Today our Year 5 reporters will be writing about their recent and “cool” experience of looking after the penguins at Paultons Park.
Usually you associate penguins with chillier climates, however Humboldt penguins (the main type of penguin at Paultons) come from South America – particularly Chile and Peru. They like it there because the water comes straight from Antarctica. Penguins are built for both cold and warm climates, which makes them great animals to keep here in the UK with our jolly British weather!
At Paultons there are about 26 penguins, some are hatched here and others are brought in from other zoos around the country who they work closely with to ensure successful breeding programmes. Did you know in the wild a penguin can live about 20 years but in a conservation setting such as Paultons, a penguin can live up to 30!
We were lucky enough to be invited to help feed the penguins their lunch.

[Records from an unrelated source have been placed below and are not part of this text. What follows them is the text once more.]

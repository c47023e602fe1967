//!
//! discograph HTTP server
//! ----------------------
//! Axum front-end exposing the catalog through one dispatch surface: an
//! operation name in the path plus a JSON payload. The response body is always
//! the two-element pair `[value_or_null, message]`; the HTTP status comes from
//! the error taxonomy. Unknown operation names are a transport-level failure,
//! not a catalog result.
//!
//! Responsibilities:
//! - Wiring the identity store and entity graph into shared state.
//! - Provisioning the default admin account on startup.
//! - Routing `POST /api/{op}` into the catalog service.

use std::net::SocketAddr;

use anyhow::Context;
use axum::extract::{Path, State};
use axum::http::StatusCode;
use axum::response::IntoResponse;
use axum::routing::{get, post};
use axum::{Json, Router};
use serde::de::DeserializeOwned;
use serde_json::{json, Value};
use tracing::{error, info};

use crate::catalog::Catalog;
use crate::error::AppError;
use crate::identity::IdentityStore;
use crate::service::{CatalogService, OpResult};

/// Shared server state injected into all handlers.
#[derive(Clone)]
pub struct AppState {
    pub svc: CatalogService,
}

/// Convenience entry point: ports and admin bootstrap from the environment.
pub async fn run() -> anyhow::Result<()> {
    let http_port = std::env::var("DISCOGRAPH_HTTP_PORT")
        .ok()
        .and_then(|s| s.parse::<u16>().ok())
        .unwrap_or(7878);
    let admin_user = std::env::var("DISCOGRAPH_ADMIN_USER").unwrap_or_else(|_| "admin".to_string());
    let admin_password =
        std::env::var("DISCOGRAPH_ADMIN_PASSWORD").unwrap_or_else(|_| "discograph".to_string());
    run_with_port(http_port, &admin_user, &admin_password).await
}

pub async fn run_with_port(http_port: u16, admin_user: &str, admin_password: &str) -> anyhow::Result<()> {
    let identity = IdentityStore::new();
    identity
        .ensure_default_admin(admin_user, admin_password)
        .with_context(|| format!("while provisioning default admin '{admin_user}'"))?;
    let svc = CatalogService::new(identity, Catalog::new());
    let state = AppState { svc };

    let app = Router::new()
        .route("/", get(|| async { "discograph ok" }))
        .route("/api/{op}", post(api))
        .with_state(state);

    let addr = SocketAddr::from(([0, 0, 0, 0], http_port));
    info!(target: "discograph", "listening on {}", addr);
    let listener = tokio::net::TcpListener::bind(addr)
        .await
        .with_context(|| format!("while binding {addr}"))?;
    axum::serve(listener, app).await.context("server error")?;
    Ok(())
}

async fn api(
    State(state): State<AppState>,
    Path(op): Path<String>,
    Json(payload): Json<Value>,
) -> impl IntoResponse {
    match dispatch(&state.svc, &op, payload) {
        Some((status, body)) => {
            let code = StatusCode::from_u16(status).unwrap_or(StatusCode::INTERNAL_SERVER_ERROR);
            (code, Json(body))
        }
        None => {
            error!("unknown operation: {}", op);
            (
                StatusCode::NOT_FOUND,
                Json(json!({ "status": "unknown operation", "op": op })),
            )
        }
    }
}

/// Route an operation name to its catalog operation. `None` means the name is
/// unknown — a programmer error surfaced to the transport, never a catalog
/// `[null, message]` pair.
pub fn dispatch(svc: &CatalogService, op: &str, payload: Value) -> Option<(u16, Value)> {
    let outcome = match op {
        // sessions
        "register" => invoke(payload, |r| svc.register(r)),
        "login" => invoke(payload, |r| svc.login(r)),
        "logout" => invoke(payload, |r| svc.logout(r)),
        // artists
        "create_artist" => invoke(payload, |r| svc.create_artist(r)),
        "get_artist" => invoke(payload, |r| svc.get_artist(r)),
        "update_artist" => invoke(payload, |r| svc.update_artist(r)),
        "delete_artist" => invoke(payload, |r| svc.delete_artist(r)),
        "search_artists" => invoke(payload, |r| svc.search_artists(r)),
        // bands
        "create_band" => invoke(payload, |r| svc.create_band(r)),
        "get_band" => invoke(payload, |r| svc.get_band(r)),
        "update_band" => invoke(payload, |r| svc.update_band(r)),
        "delete_band" => invoke(payload, |r| svc.delete_band(r)),
        "search_bands" => invoke(payload, |r| svc.search_bands(r)),
        // songs
        "create_song" => invoke(payload, |r| svc.create_song(r)),
        "get_song" => invoke(payload, |r| svc.get_song(r)),
        "update_song" => invoke(payload, |r| svc.update_song(r)),
        "delete_song" => invoke(payload, |r| svc.delete_song(r)),
        "search_songs" => invoke(payload, |r| svc.search_songs(r)),
        "songs_by_entity" => invoke(payload, |r| svc.songs_by_entity(r)),
        // delegation and ownership
        "add_manager" => invoke(payload, |r| svc.add_manager(r)),
        "check_ownership" => invoke(payload, |r| svc.check_ownership(r)),
        // genres
        "create_genre" => invoke(payload, |r| svc.create_genre(r)),
        "get_genre" => invoke(payload, |r| svc.get_genre(r)),
        "delete_genre" => invoke(payload, |r| svc.delete_genre(r)),
        "list_genres" => invoke(payload, |r| svc.list_genres(r)),
        "search_genres" => invoke(payload, |r| svc.search_genres(r)),
        // analytics
        "rate_song" => invoke(payload, |r| svc.rate_song(r)),
        "song_popularity" => invoke(payload, |r| svc.song_popularity(r)),
        "artist_popularity" => invoke(payload, |r| svc.artist_popularity(r)),
        "recommend_songs" => invoke(payload, |r| svc.recommend_songs(r)),
        "creation_tendency" => invoke(payload, |r| svc.creation_tendency(r)),
        _ => return None,
    };
    Some(respond(outcome))
}

/// Deserialize the payload and invoke the operation. A malformed payload is a
/// validation error, recovered into the uniform response pair like any other.
fn invoke<R: DeserializeOwned>(payload: Value, f: impl FnOnce(R) -> OpResult) -> OpResult {
    let req: R = serde_json::from_value(payload)
        .map_err(|e| AppError::validation("bad_payload".to_string(), e.to_string()))?;
    f(req)
}

fn respond(outcome: OpResult) -> (u16, Value) {
    match outcome {
        Ok((value, message)) => (200, json!([value, message])),
        Err(e) => (e.http_status(), json!([Value::Null, e.message()])),
    }
}

#[cfg(test)]
mod tests {
    use super::*;

    #[test]
    fn unknown_operation_is_transport_level() {
        let svc = CatalogService::new(IdentityStore::new(), Catalog::new());
        assert!(dispatch(&svc, "no_such_op", json!({})).is_none());
    }

    #[test]
    fn malformed_payload_maps_to_validation() {
        let svc = CatalogService::new(IdentityStore::new(), Catalog::new());
        let (status, body) = dispatch(&svc, "register", json!({ "display_name": 42 })).unwrap();
        assert_eq!(status, 422);
        assert!(body[0].is_null());
        assert!(body[1].is_string());
    }
}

We started by putting special supplements into the fish, when we asked the keeper about this she said that just like us humans, penguins need to take special supplements. After putting all the ready fish into a bucket, she informed us we would be chucking the fish into their pool for them to eat. We were concerned that not all the penguins would get enough fish – but she assured us it would be fine.
The penguins used their underwater flying style swimming skills and rushed over to us, eagerly awaiting their lunch. We gave them a little aperitif before the keeper gave them their proper lunch whilst speaking to the audience. As the keeper said, the penguins had their share of fish and then backed off, allowing other penguins to get their share.

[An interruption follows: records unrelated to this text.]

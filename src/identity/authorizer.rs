//! Ownership resolution: decides whether an actor may mutate a target entity.
//! Three permission sources fold into one verdict, checked in order: global
//! admin role, direct delegated management (artist/band manager lists), and
//! transitive management of a song through its credited artists and bands.

use crate::catalog::CatalogState;

use super::store::IdentityStore;

/// Why access was granted.
#[derive(Debug, Clone, Copy, PartialEq, Eq)]
pub enum Grant {
    AdminOverride,
    DirectManagement,
    UploaderOwnership,
    TransitiveManagement,
}

/// Why access was denied. Callers must treat every denial uniformly; the
/// reason is diagnostics only.
#[derive(Debug, Clone, Copy, PartialEq, Eq)]
pub enum Deny {
    AuthenticationFailure,
    NotFound,
    NoPermission,
}

#[derive(Debug, Clone, Copy, PartialEq, Eq)]
pub enum Verdict {
    Granted(Grant),
    Denied(Deny),
}

impl Verdict {
    pub fn granted(&self) -> bool {
        matches!(self, Verdict::Granted(_))
    }

    pub fn reason_code(&self) -> &'static str {
        match self {
            Verdict::Granted(Grant::AdminOverride) => "admin_override",
            Verdict::Granted(Grant::DirectManagement) => "direct_management",
            Verdict::Granted(Grant::UploaderOwnership) => "uploader_ownership",
            Verdict::Granted(Grant::TransitiveManagement) => "transitive_management",
            Verdict::Denied(Deny::AuthenticationFailure) => "authentication_failure",
            Verdict::Denied(Deny::NotFound) => "not_found",
            Verdict::Denied(Deny::NoPermission) => "no_permission",
        }
    }
}

#[derive(Debug, Clone, Copy)]
pub enum Target<'a> {
    Artist(&'a str),
    Band(&'a str),
    Song(&'a str),
}

/// Resolve the ownership verdict for `actor_id` against `target`.
///
/// Order matters and is part of the contract:
/// 1. dead session denies before anything else;
/// 2. the admin role grants before the target is even looked up, so an admin
///    acting on a missing ID sees the operation's own NotFound instead of a
///    masked permission error;
/// 3. a missing target denies with NotFound;
/// 4. songs: uploader match first (the cheap common case), then a scan of the
///    credited entities. Each credit reference is untyped; it is probed as an
///    Artist first and as a Band second, so on an ID collision the Artist's
///    manager list is consulted before the Band's.
///
/// There is no error path: every outcome is a Verdict.
pub fn resolve(
    identity: &IdentityStore,
    graph: &CatalogState,
    actor_id: &str,
    token: &str,
    target: Target<'_>,
) -> Verdict {
    if !identity.is_live(actor_id, token) {
        return Verdict::Denied(Deny::AuthenticationFailure);
    }
    if identity.is_admin(actor_id, token) {
        return Verdict::Granted(Grant::AdminOverride);
    }
    match target {
        Target::Artist(id) => match graph.artist(id) {
            None => Verdict::Denied(Deny::NotFound),
            Some(a) => manager_verdict(&a.manager_ids, actor_id),
        },
        Target::Band(id) => match graph.band(id) {
            None => Verdict::Denied(Deny::NotFound),
            Some(b) => manager_verdict(&b.manager_ids, actor_id),
        },
        Target::Song(id) => {
            let Some(song) = graph.song(id) else {
                return Verdict::Denied(Deny::NotFound);
            };
            if song.uploaded_by == actor_id {
                return Verdict::Granted(Grant::UploaderOwnership);
            }
            for credit in song.credited() {
                if manages_credited_entity(graph, credit, actor_id) {
                    return Verdict::Granted(Grant::TransitiveManagement);
                }
            }
            Verdict::Denied(Deny::NoPermission)
        }
    }
}

fn manager_verdict(manager_ids: &[String], actor_id: &str) -> Verdict {
    if manager_ids.iter().any(|m| m == actor_id) {
        Verdict::Granted(Grant::DirectManagement)
    } else {
        Verdict::Denied(Deny::NoPermission)
    }
}

/// Untyped credit reference probe, Artist before Band. The Band collection is
/// only consulted when the Artist probe did not grant.
fn manages_credited_entity(graph: &CatalogState, entity_id: &str, actor_id: &str) -> bool {
    if let Some(a) = graph.artist(entity_id) {
        if a.manager_ids.iter().any(|m| m == actor_id) {
            return true;
        }
    }
    if let Some(b) = graph.band(entity_id) {
        if b.manager_ids.iter().any(|m| m == actor_id) {
            return true;
        }
    }
    false
}

#[cfg(test)]
mod tests {
    use super::*;
    use crate::catalog::{Artist, Band, Catalog, Song};

    fn live_user(ids: &IdentityStore, name: &str) -> (String, String) {
        let uid = ids.register(name, "pw").unwrap();
        let (_, token) = ids.login(name, "pw").unwrap();
        (uid, token)
    }

    fn artist_with_manager(id: &str, manager: &str) -> Artist {
        Artist {
            artist_id: id.to_string(),
            name: format!("artist {id}"),
            bio: String::new(),
            manager_ids: vec![manager.to_string()],
        }
    }

    fn song_created_by(id: &str, creator_ref: &str, uploader: &str) -> Song {
        Song {
            song_id: id.to_string(),
            name: format!("song {id}"),
            release_time: 0,
            creators: vec![creator_ref.to_string()],
            performers: vec![],
            lyricists: vec![],
            composers: vec![],
            arrangers: vec![],
            instrumentalists: vec![],
            genre_ids: vec![],
            uploaded_by: uploader.to_string(),
            upload_time: 0,
        }
    }

    #[test]
    fn dead_session_denies_before_lookup() {
        let ids = IdentityStore::new();
        let catalog = Catalog::new();
        let g = catalog.read();
        let v = resolve(&ids, &g, "ghost", "token", Target::Song("missing"));
        assert_eq!(v, Verdict::Denied(Deny::AuthenticationFailure));
    }

    #[test]
    fn admin_grants_even_for_missing_target() {
        let ids = IdentityStore::new();
        ids.ensure_default_admin("root", "pw").unwrap();
        let (aid, atok) = ids.login("root", "pw").unwrap();
        let catalog = Catalog::new();
        let g = catalog.read();
        let v = resolve(&ids, &g, &aid, &atok, Target::Artist("missing"));
        assert_eq!(v, Verdict::Granted(Grant::AdminOverride));
    }

    #[test]
    fn uploader_wins_before_credit_scan() {
        let ids = IdentityStore::new();
        let (uid, token) = live_user(&ids, "uploader");
        let catalog = Catalog::new();
        {
            let mut g = catalog.write();
            g.insert_song(song_created_by("s1", "a1", &uid)).unwrap();
        }
        let g = catalog.read();
        let v = resolve(&ids, &g, &uid, &token, Target::Song("s1"));
        assert_eq!(v, Verdict::Granted(Grant::UploaderOwnership));
    }

    #[test]
    fn transitive_management_through_credited_artist() {
        let ids = IdentityStore::new();
        let (manager, token) = live_user(&ids, "manager");
        let (stranger, stoken) = live_user(&ids, "stranger");
        let catalog = Catalog::new();
        {
            let mut g = catalog.write();
            g.insert_artist(artist_with_manager("a1", &manager)).unwrap();
            g.insert_song(song_created_by("s1", "a1", "someone-else")).unwrap();
        }
        let g = catalog.read();
        let ok = resolve(&ids, &g, &manager, &token, Target::Song("s1"));
        assert_eq!(ok, Verdict::Granted(Grant::TransitiveManagement));
        let no = resolve(&ids, &g, &stranger, &stoken, Target::Song("s1"));
        assert_eq!(no, Verdict::Denied(Deny::NoPermission));
    }

    #[test]
    fn artist_probe_takes_precedence_over_band_on_id_collision() {
        let ids = IdentityStore::new();
        let (via_artist, artist_tok) = live_user(&ids, "via-artist");
        let (via_band, band_tok) = live_user(&ids, "via-band");
        let catalog = Catalog::new();
        {
            let mut g = catalog.write();
            // Same ID lives in both collections; managers differ
            g.insert_artist(artist_with_manager("x1", &via_artist)).unwrap();
            g.insert_band(Band {
                band_id: "x1".to_string(),
                name: "colliding band".to_string(),
                bio: String::new(),
                member_artist_ids: vec![],
                manager_ids: vec![via_band.to_string()],
            })
            .unwrap();
            g.insert_song(song_created_by("s1", "x1", "someone-else")).unwrap();
        }
        let g = catalog.read();
        // Artist manager granted by the first probe
        let a = resolve(&ids, &g, &via_artist, &artist_tok, Target::Song("s1"));
        assert_eq!(a, Verdict::Granted(Grant::TransitiveManagement));
        // Band manager still granted: band is consulted when the artist probe does not grant
        let b = resolve(&ids, &g, &via_band, &band_tok, Target::Song("s1"));
        assert_eq!(b, Verdict::Granted(Grant::TransitiveManagement));
    }

    #[test]
    fn direct_management_on_artist_and_band() {
        let ids = IdentityStore::new();
        let (manager, token) = live_user(&ids, "manager");
        let catalog = Catalog::new();
        {
            let mut g = catalog.write();
            g.insert_artist(artist_with_manager("a1", &manager)).unwrap();
            g.insert_band(Band {
                band_id: "b1".to_string(),
                name: "band".to_string(),
                bio: String::new(),
                member_artist_ids: vec![],
                manager_ids: vec![],
            })
            .unwrap();
        }
        let g = catalog.read();
        let a = resolve(&ids, &g, &manager, &token, Target::Artist("a1"));
        assert_eq!(a, Verdict::Granted(Grant::DirectManagement));
        let b = resolve(&ids, &g, &manager, &token, Target::Band("b1"));
        assert_eq!(b, Verdict::Denied(Deny::NoPermission));
    }
}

Paultons truly believe in helping to safeguard these beautiful birds because sadly their population in the wild is declining. This is due to three main reasons:
Climate Change – When we researched this back at school, the numbers are alarming. Emperor penguins could become EXTINCT in the next 30 to 40 years due to climate change.
Overfishing – Penguins love to eat fish, crab, squid and other types of seafood but sadly due to human’s overfishing the seas, it’s not leaving enough for the penguins. You can help by looking out for seafood that is supported by sustainable organisations.
Guano – A fantastic resource for penguins to use to stick their nests together and incubate their eggs. Tragically humans are using this material as a plant feritliser which is affecting penguin breeding periods.
Paultons are extremely passionate about protecting penguins in the wild and donates annually to charity called Sphenisco. Sphenisco monitor and protect wild populations and breeding colonies of Humboldt penguins and campaign for the prohibition of fishing with gill nets and dynamite and to create marine protection areas. They work with local communities in areas of environmental education and raise awareness.
You can donate at www.sphenisco.org/en/ or alternatively there are donation boxes located at the penguin enclosure.
Thank you Paultons for the amazing opportunity, what an incredible experience and one we’ll never forget!